Items listed in a dataset:
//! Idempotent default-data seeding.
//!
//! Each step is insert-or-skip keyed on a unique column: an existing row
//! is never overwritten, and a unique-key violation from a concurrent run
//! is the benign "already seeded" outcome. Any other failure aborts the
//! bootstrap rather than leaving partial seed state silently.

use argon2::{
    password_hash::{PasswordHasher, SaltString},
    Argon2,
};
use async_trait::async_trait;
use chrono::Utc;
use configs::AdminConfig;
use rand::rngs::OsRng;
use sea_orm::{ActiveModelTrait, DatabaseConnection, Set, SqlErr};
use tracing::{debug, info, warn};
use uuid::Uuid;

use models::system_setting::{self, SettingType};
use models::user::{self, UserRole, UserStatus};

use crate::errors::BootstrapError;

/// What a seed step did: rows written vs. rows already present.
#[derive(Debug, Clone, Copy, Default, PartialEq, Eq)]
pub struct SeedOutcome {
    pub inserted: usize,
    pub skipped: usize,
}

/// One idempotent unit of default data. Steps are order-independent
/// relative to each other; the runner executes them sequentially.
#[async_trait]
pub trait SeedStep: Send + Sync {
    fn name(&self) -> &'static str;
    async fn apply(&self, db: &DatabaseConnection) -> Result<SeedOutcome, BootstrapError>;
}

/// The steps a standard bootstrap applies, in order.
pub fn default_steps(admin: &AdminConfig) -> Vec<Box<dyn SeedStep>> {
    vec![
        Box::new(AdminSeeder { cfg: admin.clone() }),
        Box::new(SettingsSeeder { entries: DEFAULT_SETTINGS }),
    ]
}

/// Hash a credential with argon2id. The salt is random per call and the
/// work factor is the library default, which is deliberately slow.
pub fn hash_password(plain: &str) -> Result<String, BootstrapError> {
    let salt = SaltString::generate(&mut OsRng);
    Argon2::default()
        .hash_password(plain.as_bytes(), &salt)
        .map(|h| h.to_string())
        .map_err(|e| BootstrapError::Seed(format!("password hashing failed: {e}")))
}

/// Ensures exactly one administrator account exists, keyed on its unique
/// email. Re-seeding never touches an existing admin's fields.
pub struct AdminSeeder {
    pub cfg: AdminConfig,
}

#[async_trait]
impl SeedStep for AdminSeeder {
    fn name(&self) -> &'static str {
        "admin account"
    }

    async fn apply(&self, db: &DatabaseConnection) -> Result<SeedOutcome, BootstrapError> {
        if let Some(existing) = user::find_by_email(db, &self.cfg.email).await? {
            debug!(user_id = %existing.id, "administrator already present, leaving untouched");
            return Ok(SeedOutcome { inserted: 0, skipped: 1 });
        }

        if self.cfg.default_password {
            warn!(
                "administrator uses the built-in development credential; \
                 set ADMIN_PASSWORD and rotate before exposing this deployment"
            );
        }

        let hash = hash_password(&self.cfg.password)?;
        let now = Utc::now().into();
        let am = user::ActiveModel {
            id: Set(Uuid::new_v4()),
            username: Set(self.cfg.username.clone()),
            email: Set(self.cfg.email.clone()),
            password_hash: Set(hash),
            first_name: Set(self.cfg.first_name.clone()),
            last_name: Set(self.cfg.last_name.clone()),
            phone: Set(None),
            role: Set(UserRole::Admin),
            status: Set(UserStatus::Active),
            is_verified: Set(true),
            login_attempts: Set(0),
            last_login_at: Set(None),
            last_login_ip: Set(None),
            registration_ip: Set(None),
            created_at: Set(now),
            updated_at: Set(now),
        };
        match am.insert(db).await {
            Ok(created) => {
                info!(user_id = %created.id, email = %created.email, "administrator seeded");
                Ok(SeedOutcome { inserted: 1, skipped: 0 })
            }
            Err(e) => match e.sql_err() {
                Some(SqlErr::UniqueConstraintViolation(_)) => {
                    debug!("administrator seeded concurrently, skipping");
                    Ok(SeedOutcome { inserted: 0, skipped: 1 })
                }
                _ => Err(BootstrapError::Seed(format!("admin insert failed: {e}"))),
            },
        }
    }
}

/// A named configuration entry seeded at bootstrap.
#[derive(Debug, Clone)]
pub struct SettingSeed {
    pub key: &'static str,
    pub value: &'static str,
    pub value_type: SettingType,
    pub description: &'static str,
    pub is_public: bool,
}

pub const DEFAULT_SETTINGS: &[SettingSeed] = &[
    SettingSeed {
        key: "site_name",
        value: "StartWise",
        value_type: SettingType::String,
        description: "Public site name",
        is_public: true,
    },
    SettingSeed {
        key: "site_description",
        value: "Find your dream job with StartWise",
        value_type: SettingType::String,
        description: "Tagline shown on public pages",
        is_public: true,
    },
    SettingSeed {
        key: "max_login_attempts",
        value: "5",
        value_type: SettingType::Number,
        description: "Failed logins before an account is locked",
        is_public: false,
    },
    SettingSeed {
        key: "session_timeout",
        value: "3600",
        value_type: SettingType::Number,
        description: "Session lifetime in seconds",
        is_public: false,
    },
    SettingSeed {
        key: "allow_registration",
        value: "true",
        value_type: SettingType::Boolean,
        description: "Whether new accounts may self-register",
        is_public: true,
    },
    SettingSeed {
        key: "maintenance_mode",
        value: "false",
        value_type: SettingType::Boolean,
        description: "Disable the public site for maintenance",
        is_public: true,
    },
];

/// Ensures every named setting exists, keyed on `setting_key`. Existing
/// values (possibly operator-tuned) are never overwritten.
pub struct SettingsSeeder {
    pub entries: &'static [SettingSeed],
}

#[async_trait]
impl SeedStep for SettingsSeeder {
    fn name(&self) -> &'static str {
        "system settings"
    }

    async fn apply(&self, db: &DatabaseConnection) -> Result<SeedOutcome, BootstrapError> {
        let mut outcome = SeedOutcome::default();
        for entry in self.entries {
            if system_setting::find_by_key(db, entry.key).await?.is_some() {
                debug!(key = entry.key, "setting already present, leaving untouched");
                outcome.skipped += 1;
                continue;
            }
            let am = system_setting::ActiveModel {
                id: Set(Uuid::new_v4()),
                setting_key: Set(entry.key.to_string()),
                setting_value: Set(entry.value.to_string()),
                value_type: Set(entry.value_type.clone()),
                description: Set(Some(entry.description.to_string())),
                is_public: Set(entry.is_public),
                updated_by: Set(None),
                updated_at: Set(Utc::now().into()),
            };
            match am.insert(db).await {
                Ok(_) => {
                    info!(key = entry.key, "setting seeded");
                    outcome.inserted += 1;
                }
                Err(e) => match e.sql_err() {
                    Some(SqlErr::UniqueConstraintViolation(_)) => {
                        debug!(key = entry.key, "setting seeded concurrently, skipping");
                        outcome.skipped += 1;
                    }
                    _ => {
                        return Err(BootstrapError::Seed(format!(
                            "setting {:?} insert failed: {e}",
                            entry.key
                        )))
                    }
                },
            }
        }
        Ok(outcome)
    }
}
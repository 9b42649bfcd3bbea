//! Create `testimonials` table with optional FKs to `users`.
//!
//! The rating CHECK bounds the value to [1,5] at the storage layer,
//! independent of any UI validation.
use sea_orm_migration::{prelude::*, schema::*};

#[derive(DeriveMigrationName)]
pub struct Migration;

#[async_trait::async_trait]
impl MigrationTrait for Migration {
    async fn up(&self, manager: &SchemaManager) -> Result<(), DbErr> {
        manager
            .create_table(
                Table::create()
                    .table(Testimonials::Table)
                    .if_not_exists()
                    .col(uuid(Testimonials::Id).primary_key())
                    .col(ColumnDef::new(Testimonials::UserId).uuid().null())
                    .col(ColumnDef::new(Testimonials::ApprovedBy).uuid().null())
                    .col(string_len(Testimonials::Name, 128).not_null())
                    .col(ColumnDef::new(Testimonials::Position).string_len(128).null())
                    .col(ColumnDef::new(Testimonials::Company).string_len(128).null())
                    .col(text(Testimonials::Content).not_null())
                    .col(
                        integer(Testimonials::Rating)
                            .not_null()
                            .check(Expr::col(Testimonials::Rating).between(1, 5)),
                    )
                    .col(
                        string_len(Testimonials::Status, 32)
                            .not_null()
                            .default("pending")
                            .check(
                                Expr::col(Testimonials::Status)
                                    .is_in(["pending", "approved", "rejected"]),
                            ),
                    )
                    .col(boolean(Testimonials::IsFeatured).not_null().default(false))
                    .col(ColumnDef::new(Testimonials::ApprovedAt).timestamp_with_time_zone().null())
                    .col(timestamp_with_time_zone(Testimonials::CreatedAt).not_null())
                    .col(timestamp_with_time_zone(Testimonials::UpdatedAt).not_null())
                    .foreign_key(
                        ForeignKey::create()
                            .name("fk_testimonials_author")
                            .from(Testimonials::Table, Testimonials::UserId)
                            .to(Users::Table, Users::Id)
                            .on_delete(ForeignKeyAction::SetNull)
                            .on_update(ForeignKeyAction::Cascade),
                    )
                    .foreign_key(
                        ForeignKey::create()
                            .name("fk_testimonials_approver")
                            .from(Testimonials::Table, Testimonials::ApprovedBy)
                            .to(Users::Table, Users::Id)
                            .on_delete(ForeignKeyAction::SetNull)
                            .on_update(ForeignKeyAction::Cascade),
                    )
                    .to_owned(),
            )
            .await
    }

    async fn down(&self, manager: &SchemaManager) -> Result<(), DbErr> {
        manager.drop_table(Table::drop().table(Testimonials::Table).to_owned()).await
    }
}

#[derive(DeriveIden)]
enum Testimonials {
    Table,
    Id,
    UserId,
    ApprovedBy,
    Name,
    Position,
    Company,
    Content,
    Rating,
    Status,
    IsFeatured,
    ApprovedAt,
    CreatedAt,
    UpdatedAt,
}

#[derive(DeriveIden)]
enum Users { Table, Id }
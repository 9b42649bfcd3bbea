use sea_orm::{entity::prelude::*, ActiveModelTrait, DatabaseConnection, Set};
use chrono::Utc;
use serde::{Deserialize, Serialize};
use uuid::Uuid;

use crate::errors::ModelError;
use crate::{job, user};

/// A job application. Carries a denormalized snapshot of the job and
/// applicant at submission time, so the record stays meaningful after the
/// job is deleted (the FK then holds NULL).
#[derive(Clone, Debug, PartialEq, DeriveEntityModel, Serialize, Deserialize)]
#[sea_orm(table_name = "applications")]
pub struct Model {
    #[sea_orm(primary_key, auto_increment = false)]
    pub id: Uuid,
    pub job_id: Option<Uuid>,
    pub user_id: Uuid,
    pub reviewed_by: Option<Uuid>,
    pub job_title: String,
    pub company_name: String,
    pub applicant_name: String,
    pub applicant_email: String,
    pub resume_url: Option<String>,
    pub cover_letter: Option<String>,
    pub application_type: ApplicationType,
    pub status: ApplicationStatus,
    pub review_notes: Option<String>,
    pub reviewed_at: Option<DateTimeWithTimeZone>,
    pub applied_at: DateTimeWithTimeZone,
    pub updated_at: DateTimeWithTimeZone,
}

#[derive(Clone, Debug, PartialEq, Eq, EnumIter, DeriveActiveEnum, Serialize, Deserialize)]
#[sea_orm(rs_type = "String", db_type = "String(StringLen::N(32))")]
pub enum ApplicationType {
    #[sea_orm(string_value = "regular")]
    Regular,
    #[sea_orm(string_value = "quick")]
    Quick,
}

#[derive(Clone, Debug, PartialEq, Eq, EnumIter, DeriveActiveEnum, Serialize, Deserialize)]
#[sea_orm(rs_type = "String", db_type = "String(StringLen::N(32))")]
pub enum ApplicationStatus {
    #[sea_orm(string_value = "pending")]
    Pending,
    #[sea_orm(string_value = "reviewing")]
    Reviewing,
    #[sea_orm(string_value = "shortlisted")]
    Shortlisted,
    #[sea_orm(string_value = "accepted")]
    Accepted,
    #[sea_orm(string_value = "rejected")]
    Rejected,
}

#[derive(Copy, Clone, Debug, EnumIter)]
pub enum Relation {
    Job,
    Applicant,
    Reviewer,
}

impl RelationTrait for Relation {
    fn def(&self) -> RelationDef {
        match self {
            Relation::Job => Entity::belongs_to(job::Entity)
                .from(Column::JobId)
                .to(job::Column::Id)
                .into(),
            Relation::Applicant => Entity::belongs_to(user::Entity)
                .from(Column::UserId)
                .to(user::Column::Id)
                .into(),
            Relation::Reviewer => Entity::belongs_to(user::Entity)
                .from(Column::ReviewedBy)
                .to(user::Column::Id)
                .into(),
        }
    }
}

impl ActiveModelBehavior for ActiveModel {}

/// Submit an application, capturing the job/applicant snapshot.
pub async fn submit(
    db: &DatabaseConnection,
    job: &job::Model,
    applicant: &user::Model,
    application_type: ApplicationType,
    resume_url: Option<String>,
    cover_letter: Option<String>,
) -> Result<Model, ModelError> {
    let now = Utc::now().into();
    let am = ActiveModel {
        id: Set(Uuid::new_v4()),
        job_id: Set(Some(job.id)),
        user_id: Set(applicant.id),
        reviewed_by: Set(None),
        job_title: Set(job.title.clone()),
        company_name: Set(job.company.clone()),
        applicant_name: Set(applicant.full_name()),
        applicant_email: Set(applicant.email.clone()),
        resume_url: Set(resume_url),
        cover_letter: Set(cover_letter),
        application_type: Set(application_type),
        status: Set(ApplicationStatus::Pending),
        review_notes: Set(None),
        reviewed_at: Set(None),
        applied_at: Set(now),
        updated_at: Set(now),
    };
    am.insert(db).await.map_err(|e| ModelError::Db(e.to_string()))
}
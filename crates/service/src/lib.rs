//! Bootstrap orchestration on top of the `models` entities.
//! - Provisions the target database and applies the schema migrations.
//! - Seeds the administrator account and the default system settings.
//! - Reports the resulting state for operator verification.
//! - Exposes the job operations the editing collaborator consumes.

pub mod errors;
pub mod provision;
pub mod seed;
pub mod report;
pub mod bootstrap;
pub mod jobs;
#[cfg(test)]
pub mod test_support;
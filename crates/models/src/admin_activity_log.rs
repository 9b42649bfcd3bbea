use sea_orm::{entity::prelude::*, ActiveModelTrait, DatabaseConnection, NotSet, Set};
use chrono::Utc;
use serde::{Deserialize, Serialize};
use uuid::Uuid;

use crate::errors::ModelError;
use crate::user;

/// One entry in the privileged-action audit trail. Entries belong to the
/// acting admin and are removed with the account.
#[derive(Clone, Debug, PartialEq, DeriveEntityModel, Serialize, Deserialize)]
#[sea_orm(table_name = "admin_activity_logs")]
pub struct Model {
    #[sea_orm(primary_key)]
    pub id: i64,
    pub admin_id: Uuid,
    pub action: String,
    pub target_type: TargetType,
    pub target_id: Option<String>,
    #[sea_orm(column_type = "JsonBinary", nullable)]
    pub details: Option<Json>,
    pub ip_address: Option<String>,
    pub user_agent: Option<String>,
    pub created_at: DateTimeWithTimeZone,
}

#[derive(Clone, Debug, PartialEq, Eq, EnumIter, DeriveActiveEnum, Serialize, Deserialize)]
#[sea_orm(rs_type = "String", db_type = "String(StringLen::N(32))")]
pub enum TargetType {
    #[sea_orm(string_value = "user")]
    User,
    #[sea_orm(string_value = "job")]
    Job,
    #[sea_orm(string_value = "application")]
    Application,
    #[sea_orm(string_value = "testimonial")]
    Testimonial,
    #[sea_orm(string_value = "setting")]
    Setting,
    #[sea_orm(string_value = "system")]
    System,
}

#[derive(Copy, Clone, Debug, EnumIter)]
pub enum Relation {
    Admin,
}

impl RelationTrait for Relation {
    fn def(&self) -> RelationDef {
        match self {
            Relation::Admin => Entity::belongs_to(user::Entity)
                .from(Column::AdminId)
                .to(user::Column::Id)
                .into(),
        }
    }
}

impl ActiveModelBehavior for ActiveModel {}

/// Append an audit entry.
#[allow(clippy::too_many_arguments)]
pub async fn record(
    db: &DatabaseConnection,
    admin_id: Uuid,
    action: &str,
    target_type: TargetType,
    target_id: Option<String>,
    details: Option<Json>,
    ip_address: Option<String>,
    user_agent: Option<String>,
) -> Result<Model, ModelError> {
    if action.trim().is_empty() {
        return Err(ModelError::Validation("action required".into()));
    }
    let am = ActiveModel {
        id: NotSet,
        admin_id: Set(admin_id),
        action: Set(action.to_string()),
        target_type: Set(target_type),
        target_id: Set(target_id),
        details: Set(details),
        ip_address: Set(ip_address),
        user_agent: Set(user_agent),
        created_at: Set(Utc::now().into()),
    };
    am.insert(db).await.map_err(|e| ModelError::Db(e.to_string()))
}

Problem to solve: In the answer, give the lines from the first line of the data through the line with "use crate::errors::BootstrapError;", exactly as they appear and with no additions.

Your solution:
//! Idempotent default-data seeding.
//!
//! Each step is insert-or-skip keyed on a unique column: an existing row
//! is never overwritten, and a unique-key violation from a concurrent run
//! is the benign "already seeded" outcome. Any other failure aborts the
//! bootstrap rather than leaving partial seed state silently.

use argon2::{
    password_hash::{PasswordHasher, SaltString},
    Argon2,
};
use async_trait::async_trait;
use chrono::Utc;
use configs::AdminConfig;
use rand::rngs::OsRng;
use sea_orm::{ActiveModelTrait, DatabaseConnection, Set, SqlErr};
use tracing::{debug, info, warn};
use uuid::Uuid;

use models::system_setting::{self, SettingType};
use models::user::{self, UserRole, UserStatus};

use crate::errors::BootstrapError;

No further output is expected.